Out of 37 monitoring stations in the capital from which the Central Pollution Control Board (CPCB) collates data, all except five (for which data could not be computed), showed air quality in the ‘severe’ category.
PUBLIC HEALTH EMERGENCY IN DELHI
A public health emergency has been declared in Delhi on Friday after the air quality in the national capital further dipped to the dangerous “severe-plus” category. The skies of Delhi-NCR, which has been covered in a thick blanket of grey smoke turned thicker on Friday morning.
A Central Pollution Control Board official said that the Air Quality Index (AQI) entered the “severe-plus” or “emergency” category early Friday morning. According to official data, the overall AQI was 504 at 3.30 am.
An AQI between 0-50 is appraised “good”, 51-100 “satisfactory”, 101-200 “moderate”, 201-300 “poor”, 301-400 “very poor”, and 401-500 “severe”. Above 500 is “severe-plus or emergency” category. The Delhi government on Friday decided to close schools till November 5 after the public health emergency in the Delhi-NCR region in the wake of the rising levels of pollution.
EPCA has also advised people to confirm that they minimize personal exposure as much as possible / don’t exercise in open till pollution levels are reduced and in particular, minimize the exposure of children, the aged, and vulnerable. Schools in the city will be shut until November 5.
Calling it a grave situation, it has also asked to increase carefulness and enforcement in hot spots of Okhla phase two, Dwarka, Ashok Vihar, Bawana, Narela, Mundka, Punjabi Bagh, Wazirpur, among others in Delhi.

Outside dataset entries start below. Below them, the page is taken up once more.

#[cfg(test)]
mod tests {
    use super::*;
    use std::io::Write;

    const BASIC_YAML: &str = r#"
seed: 7
default_config: cramped_scripted
estimators:
  steady:
    kind: constant
    alpha: 4.0
    beta: 2.0
models:
  cook:
    kind: scripted
  trained:
    kind: mlp
    path: models/trained.json
    abi_extractor: true
configurations:
  cramped_scripted:
    layout: cramped
    policy: cook
    belief:
      estimator: steady
      context: 10
      station_guard: true
  practice_idle:
    layout: practice
    grid_dim: [5, 5]
    reset_cadence: 70
logging:
  tracing_level: "debug"
"#;

    fn basic() -> Catalog {
        let mut catalog: Catalog = serde_yaml::from_str(BASIC_YAML).expect("parse yaml");
        catalog.validate().expect("validate");
        catalog
    }

    fn field_of(err: ValidationError) -> String {
        let ValidationError::InvalidField { field, .. } = err;
        field
    }

    #[test]
    fn loads_and_validates_basic_catalog() {
        let catalog = basic();
        assert_eq!(catalog.seed, 7);
        assert_eq!(catalog.max_steps, DEFAULT_MAX_STEPS);
        assert_eq!(catalog.session_ttl_secs, DEFAULT_SESSION_TTL_SECS);
        assert_eq!(catalog.logging.level(), Some(Level::DEBUG));

        let spec = catalog.configuration("cramped_scripted").expect("config");
        assert_eq!(spec.n_agent, 2);
        assert_eq!(spec.reset_cadence, DEFAULT_RESET_CADENCE);
        let belief = spec.belief.as_ref().expect("belief");
        assert_eq!(belief.context, 10);
        assert!(belief.station_guard);
        assert_eq!(belief.tracker, TrackerConfig::default());

        let idle = catalog.configuration("practice_idle").expect("config");
        assert_eq!(idle.reset_cadence, 70);
        assert!(idle.policy.is_none());
        assert_eq!(
            catalog.model("trained"),
            Some(&ModelSpec::Mlp {
                path: PathBuf::from("models/trained.json"),
                abi_extractor: true
            })
        );
    }

    #[test]
    fn builtin_catalog_is_valid() {
        let catalog = Catalog::builtin().expect("builtin");
        assert_eq!(catalog.seed, DEFAULT_SEED);
        assert_eq!(catalog.configurations.len(), 17);
        assert!(catalog.configuration("layout_practice").is_some());
        assert_eq!(
            catalog.configuration("layout4_model3").map(|c| c.reset_cadence),
            Some(70)
        );
        let ring = catalog.configuration("layout1_model1").expect("layout1");
        let belief = ring.belief.as_ref().expect("belief profile");
        assert_eq!(belief.context, 10);
        assert!(belief.station_guard);
        assert!(catalog.configuration("layout2_model2").and_then(|c| c.belief.as_ref()).is_none());

        let estimators: Vec<&str> = (1..=4)
            .filter_map(|n| catalog.configuration(&format!("layout{n}_model1")))
            .filter_map(|spec| spec.belief.as_ref())
            .map(|belief| belief.estimator.as_str())
            .collect();
        assert_eq!(
            estimators,
            ["layout1_trait", "layout2_trait", "layout3_trait", "layout4_trait"]
        );
        assert_eq!(catalog.estimators.len(), 4);
    }

    #[test]
    fn rejects_unknown_policy() {
        let yaml = BASIC_YAML.replace("policy: cook", "policy: missing");
        let mut catalog: Catalog = serde_yaml::from_str(&yaml).expect("parse");
        let err = catalog.validate().expect_err("should fail");
        assert_eq!(field_of(err), "configurations.cramped_scripted.policy");
    }

    #[test]
    fn gated_models_need_a_belief_profile() {
        let yaml = BASIC_YAML.replace("reset_cadence: 70", "reset_cadence: 70\n    policy: trained");
        let mut catalog: Catalog = serde_yaml::from_str(&yaml).expect("parse");
        let err = catalog.validate().expect_err("should fail");
        assert_eq!(field_of(err), "configurations.practice_idle.belief");

        let yaml = BASIC_YAML.replace("policy: cook", "policy: trained");
        let mut catalog: Catalog = serde_yaml::from_str(&yaml).expect("parse");
        catalog.validate().expect("gated model with belief is fine");
    }

    #[test]
    fn rejects_mismatched_grid_dim() {
        let yaml = BASIC_YAML.replace("grid_dim: [5, 5]", "grid_dim: [4, 5]");
        let mut catalog: Catalog = serde_yaml::from_str(&yaml).expect("parse");
        let err = catalog.validate().expect_err("should fail");
        assert_eq!(field_of(err), "configurations.practice_idle.grid_dim");
    }

    #[test]
    fn rejects_single_agent_and_missing_default() {
        let yaml = BASIC_YAML.replace("reset_cadence: 70", "reset_cadence: 70\n    n_agent: 1");
        let mut catalog: Catalog = serde_yaml::from_str(&yaml).expect("parse");
        let err = catalog.validate().expect_err("should fail");
        assert_eq!(field_of(err), "configurations.practice_idle.n_agent");

        let yaml = BASIC_YAML.replace("default_config: cramped_scripted", "default_config: nope");
        let mut catalog: Catalog = serde_yaml::from_str(&yaml).expect("parse");
        let err = catalog.validate().expect_err("should fail");
        assert_eq!(field_of(err), "default_config");
    }

    #[test]
    fn from_path_resolves_relative_artifacts() {
        let dir = tempfile::tempdir().expect("tempdir");
        let path = dir.path().join("catalog.yaml");
        let mut file = File::create(&path).expect("create");
        file.write_all(BASIC_YAML.as_bytes()).expect("write");

        let catalog = Catalog::from_path(&path).expect("load");
        assert_eq!(
            catalog.resolve_path(Path::new("models/trained.json")),
            dir.path().join("models/trained.json")
        );
        assert_eq!(
            catalog.resolve_path(Path::new("/abs/model.json")),
            PathBuf::from("/abs/model.json")
        );
    }

    #[test]
    fn reports_the_catalog_path_on_errors() {
        let err = Catalog::from_path("/definitely/not/here.yaml").expect_err("missing");
        assert!(matches!(err, CatalogError::Read { .. }));
        assert_eq!(err.path(), Path::new("/definitely/not/here.yaml"));

        let err = Catalog::from_yaml_str("configurations: {}", "inline").expect_err("empty");
        assert!(matches!(err, CatalogError::Invalid { .. }));
    }

    #[test]
    fn env_overrides_replace_seed_and_ttl() {
        let mut catalog = basic();
        catalog.apply_overrides_from(|key| match key {
            ENV_SEED => Some("99".to_string()),
            ENV_SESSION_TTL => Some("0".to_string()),
            _ => None,
        });
        assert_eq!(catalog.seed, 99);
        assert_eq!(catalog.session_ttl_secs, DEFAULT_SESSION_TTL_SECS);

        catalog.apply_overrides_from(|key| (key == ENV_SESSION_TTL).then(|| "15".to_string()));
        assert_eq!(catalog.session_ttl_secs, 15);
        assert_eq!(catalog.seed, 99);
    }

    #[test]
    fn config_id_selection() {
        assert_eq!(
            parse_config_id(Some("layout1"), Some("model2"), Some("layout3_model1")).unwrap(),
            "layout3_model1"
        );
        assert_eq!(
            parse_config_id(Some("layout1"), Some("model2"), None).unwrap(),
            "layout1_model2"
        );
        assert!(parse_config_id(Some("layout1"), None, None).is_err());
        assert!(parse_config_id(None, None, Some("")).is_err());

        assert_eq!(
            split_config_id("layout_practice"),
            ("layout".to_string(), Some("practice".to_string()))
        );
        assert_eq!(split_config_id("solo"), ("solo".to_string(), None));
    }
}
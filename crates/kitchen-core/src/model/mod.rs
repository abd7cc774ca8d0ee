pub mod action;
pub mod item;
pub mod layout;
pub mod reward;

pub use action::{MacroAction, PrimitiveAction};
pub use item::{CHOP_STEPS, Item, Place};
pub use layout::{Layout, LayoutError, Tile};
pub use reward::{RewardEvent, RewardSchedule};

Hot spots in the neighboring states including Faridabad, Bahadurgarh, Gurugram in Haryana, Sahibabad in Uttar Pradesh, and Bhiwadi in Rajasthan. From Monday, Delhi government’s car rationing ‘odd-even’ scheme will also start and will continue till November 15.
According to the forecast by India Meteorological Department (IMD), a western disturbance is set to enter Delhi between November 2-3 and could bring good winds that may help in the dispersion of pollutants.
THINGS TO AVOID
1. Avoid using bigger roads with more traffic. Pollution is significantly less on smaller roads and bylanes that are off the main road.
2. Don’t burn garbage, plastics, and other discarded items in the outdoors. Stop neighbors from burning any such items either.
3. Avoid outdoor activity as much as possible. Mornings must be avoided even more as the smog cover is the most severe early in the morning.
4. Don’t burn any firecrackers. Authorities have already put a ban on all crackers burning this winter.
HEALTH HAZARDS TO WATCH OUT FOR
According to a PTI report, hospitals in Delhi have seen a sudden spike in the number of patients reporting with respiratory and breathing complications.
Severe air pollution can cause eye burning, eye-watering, Breathing and respiratory difficulty, asthma problems and allergy and Chronic obstructive pulmonary diseases.
Besides affecting lungs, high levels of pollutants in the atmosphere cause inflammation in blood vessels and may lead to hardening of arteries which can act as a trigger for stroke or heart attack in persons, already at risk of the disease, said AIIMS Director Randeep Guleria.